One of my data node has used 70% disk space while others only 30% percent. How can I migrate some of data from the 70% disk node to others. But I can not use HDFS rebalance, because Hbase is running on HDFS, the data rebalance may cause Hbase lose data locality.
Asked
Active
Viewed 526 times
-1
-
Are you using a customized version of Hadoop i.e. via CDH or Hortonworks etc.? or the Apache one? – Suvarna Pattayil Jun 04 '16 at 16:33
-
Maybe I can manually move the data to other data nodes, what do you think please? – Jack Jun 04 '16 at 16:52
-
I have not worked on HBase, but CDH Impala also uses data locality and it is stated in their docs that we need to invoke the `refresh` and `invalidate metadata` after a HDFS re balance is done to update the data locality. Isn't there a similar command for HBase? – Suvarna Pattayil Jun 05 '16 at 12:22
-
There are some valuable insights in this answer as well http://stackoverflow.com/questions/23686387/hadoop-and-hbase-rebalancing-after-node-additions – Suvarna Pattayil Jun 05 '16 at 12:29
2 Answers
1
tl;dr: You're asking a feature that is not yet part of HDFS.

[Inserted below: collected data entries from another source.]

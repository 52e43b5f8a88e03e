//! The six workflow node runners.
//!
//! Each runner persists exactly its own node's result inside one scope it
//! commits itself, and reports everything else through the returned patch.
//! The review and content runners do not advance the workflow: review
//! suspends until an external decision, content hands the run off to the
//! worker driving the fan-out job.

use async_trait::async_trait;
use chrono::Utc;
use serde_json::json;
use uuid::Uuid;

use crate::model::{IntentAnalysisMetadata, RoadmapMetadata};
use crate::queue::{JobPayload, QueueName};
use crate::repo::{IntentRepo, RoadmapRepo, TaskRepo, UserProfileRepo};
use crate::state::{StatePatch, WorkflowState};
use crate::types::{ArtifactKind, TaskStatus, WorkflowStep};

use super::node::{NodeContext, NodeError, NodeOutcome, NodeRunner};

/// Parse the user request into a structured goal and pin the roadmap id.
pub struct IntentAnalysisRunner;

#[async_trait]
impl NodeRunner for IntentAnalysisRunner {
    fn step(&self) -> WorkflowStep {
        WorkflowStep::Intent
    }

    async fn run(
        &self,
        state: &WorkflowState,
        ctx: &NodeContext,
    ) -> Result<NodeOutcome, NodeError> {
        ctx.ensure_live()?;
        let analysis = ctx.agents.analyze_intent(&state.user_request).await?;
        let roadmap_id = state
            .roadmap_id
            .clone()
            .unwrap_or_else(|| Uuid::new_v4().to_string());

        let now = Utc::now();
        let mut scope = ctx.repos.begin().await?;
        IntentRepo::upsert(
            &mut scope,
            &IntentAnalysisMetadata {
                task_id: state.task_id.clone(),
                analysis: analysis.clone(),
                created_at: now,
                updated_at: now,
            },
        )
        .await?;
        TaskRepo::set_roadmap(&mut scope, &state.task_id, &roadmap_id).await?;
        scope.commit().await?;

        ctx.log("info", "intent_analysis", json!({"goal": analysis.goal}))
            .await;

        Ok(NodeOutcome::Advance(
            StatePatch::new()
                .with_intent(analysis)
                .with_roadmap_id(roadmap_id),
        ))
    }
}

/// Design the framework from the intent plus the stored user profile.
pub struct CurriculumDesignRunner;

#[async_trait]
impl NodeRunner for CurriculumDesignRunner {
    fn step(&self) -> WorkflowStep {
        WorkflowStep::Curriculum
    }

    async fn run(
        &self,
        state: &WorkflowState,
        ctx: &NodeContext,
    ) -> Result<NodeOutcome, NodeError> {
        ctx.ensure_live()?;
        let intent = state
            .intent
            .as_ref()
            .ok_or(NodeError::MissingInput { what: "intent" })?;
        let roadmap_id = state
            .roadmap_id
            .as_deref()
            .ok_or(NodeError::MissingInput { what: "roadmap_id" })?;

        let profile = {
            let mut scope = ctx.repos.begin().await?;
            let profile = UserProfileRepo::get(&mut scope, &state.user_id).await?;
            scope.commit().await?;
            profile
        };

        let mut framework = ctx.agents.design_curriculum(intent, profile.as_ref()).await?;

        // Concepts need stable ids before detail rows can reference them.
        for concept in framework.concepts_mut() {
            if concept.concept_id.is_empty() {
                concept.concept_id = Uuid::new_v4().to_string();
            }
        }

        let now = Utc::now();
        let mut scope = ctx.repos.begin().await?;
        RoadmapRepo::upsert(
            &mut scope,
            &RoadmapMetadata {
                roadmap_id: roadmap_id.to_string(),
                task_id: state.task_id.clone(),
                user_id: state.user_id.clone(),
                framework: framework.clone(),
                created_at: now,
                updated_at: now,
            },
        )
        .await?;
        scope.commit().await?;

        ctx.log(
            "info",
            "curriculum_design",
            json!({"stages": framework.stages.len(), "concepts": framework.concepts().count()}),
        )
        .await;

        Ok(NodeOutcome::Advance(StatePatch::new().with_framework(framework)))
    }
}

/// Score the framework structure and collect issues.
pub struct ValidationRunner;

#[async_trait]
impl NodeRunner for ValidationRunner {
    fn step(&self) -> WorkflowStep {
        WorkflowStep::Validation
    }

    async fn run(
        &self,
        state: &WorkflowState,
        ctx: &NodeContext,
    ) -> Result<NodeOutcome, NodeError> {
        ctx.ensure_live()?;
        let framework = state
            .framework
            .as_ref()
            .ok_or(NodeError::MissingInput { what: "framework" })?;

        let report = ctx.agents.validate_structure(framework).await?;
        if !(0.0..=1.0).contains(&report.score) {
            return Err(NodeError::Validation(format!(
                "validator score {} outside [0, 1]",
                report.score
            )));
        }

        ctx.log(
            "info",
            "validation",
            json!({"score": report.score, "issues": report.issues.len()}),
        )
        .await;

        Ok(NodeOutcome::Advance(StatePatch::new().with_validation(report)))
    }
}

/// Revise the framework when validation found blocking issues.
pub struct EditorRunner;

#[async_trait]
impl NodeRunner for EditorRunner {
    fn step(&self) -> WorkflowStep {
        WorkflowStep::Editor
    }

    async fn run(
        &self,
        state: &WorkflowState,
        ctx: &NodeContext,
    ) -> Result<NodeOutcome, NodeError> {
        ctx.ensure_live()?;
        let framework = state
            .framework
            .as_ref()
            .ok_or(NodeError::MissingInput { what: "framework" })?;
        let report = state
            .validation
            .as_ref()
            .ok_or(NodeError::MissingInput { what: "validation report" })?;
        let roadmap_id = state
            .roadmap_id
            .as_deref()
            .ok_or(NodeError::MissingInput { what: "roadmap_id" })?;

        let mut revised = ctx.agents.edit_roadmap(framework, report).await?;
        for concept in revised.concepts_mut() {
            if concept.concept_id.is_empty() {
                concept.concept_id = Uuid::new_v4().to_string();
            }
        }

        let mut scope = ctx.repos.begin().await?;
        RoadmapRepo::update_framework(&mut scope, roadmap_id, &revised).await?;
        scope.commit().await?;

        ctx.log(
            "info",
            "editor",
            json!({"cycle": state.edit_cycles + 1, "issues_addressed": report.issues.len()}),
        )
        .await;

        Ok(NodeOutcome::Advance(
            StatePatch::new()
                .with_framework(revised)
                .with_clear_validation()
                .with_edit_cycles(state.edit_cycles + 1),
        ))
    }
}

/// Move the task into review and suspend until an external decision.
pub struct HumanReviewRunner;

#[async_trait]
impl NodeRunner for HumanReviewRunner {
    fn step(&self) -> WorkflowStep {
        WorkflowStep::HumanReview
    }

    async fn run(
        &self,
        state: &WorkflowState,
        ctx: &NodeContext,
    ) -> Result<NodeOutcome, NodeError> {
        ctx.ensure_live()?;
        let mut scope = ctx.repos.begin().await?;
        TaskRepo::set_status(
            &mut scope,
            &state.task_id,
            TaskStatus::HumanReviewPending,
            Some(WorkflowStep::HumanReview),
            None,
        )
        .await?;
        scope.commit().await?;

        ctx.log("info", "human_review", json!({"awaiting": "decision"}))
            .await;

        Ok(NodeOutcome::Suspend(StatePatch::new()))
    }
}

/// Enqueue the content fan-out job and hand the run to the worker.
pub struct ContentRunner;

#[async_trait]
impl NodeRunner for ContentRunner {
    fn step(&self) -> WorkflowStep {
        WorkflowStep::ContentGeneration
    }

    async fn run(
        &self,
        state: &WorkflowState,
        ctx: &NodeContext,
    ) -> Result<NodeOutcome, NodeError> {
        ctx.ensure_live()?;
        let roadmap_id = state
            .roadmap_id
            .as_deref()
            .ok_or(NodeError::MissingInput { what: "roadmap_id" })?;

        let job_id = ctx
            .queue
            .enqueue(
                QueueName::Content,
                JobPayload::GenerateContent {
                    task_id: state.task_id.clone(),
                    roadmap_id: roadmap_id.to_string(),
                    kinds: ArtifactKind::ALL.to_vec(),
                    concept_ids: None,
                },
            )
            .await?;

        let mut scope = ctx.repos.begin().await?;
        TaskRepo::set_queue_job(&mut scope, &state.task_id, &job_id).await?;
        TaskRepo::set_status(
            &mut scope,
            &state.task_id,
            TaskStatus::Processing,
            Some(WorkflowStep::ContentGeneration),
            None,
        )
        .await?;
        scope.commit().await?;

        ctx.log("info", "content_generation", json!({"queued_job": job_id}))
            .await;

        Ok(NodeOutcome::Handoff(StatePatch::new()))
    }
}

/// The full runner set in router order.
#[must_use]
pub fn all_runners() -> Vec<Box<dyn NodeRunner>> {
    vec![
        Box::new(IntentAnalysisRunner),
        Box::new(CurriculumDesignRunner),
        Box::new(ValidationRunner),
        Box::new(EditorRunner),
        Box::new(HumanReviewRunner),
        Box::new(ContentRunner),
    ]
}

There is a JIRA ticket HDFS-1312 for tracking the development effort. As your problem stated, the proposed datanode balancer intends to fix the issue that datanodes do not fill up disks evenly. Fortunately the feature is under active development and we can expect it be merged back to Hadoop release in months (not years).
In the JIRA link, there are two workarounds before the feature is released:
- Manually rebalancing blocks in storage directories
- Decomissioning nodes & later readding them
However, please do it manually only with great care.

Mingliang Liu
- 5,477
- 1
- 18
- 13
-
-
As the balancer loses data locality I think, it may not work in your case. The above answer is for rebalancing the disks (not datanodes). If you are to balance the data across datanodes and the data locality can be relaxed for your application (HBase), you can consider specifying datanodes to be balanced by the balancer using -include option. – Mingliang Liu Jun 06 '16 at 18:12
1
i think that your usable hard-disk format is same .if you want 70% data migrate then you are use partition method.
create hard disk partition with different format .
then mount hard disk and use as u wish .

vk_only
- 39
- 4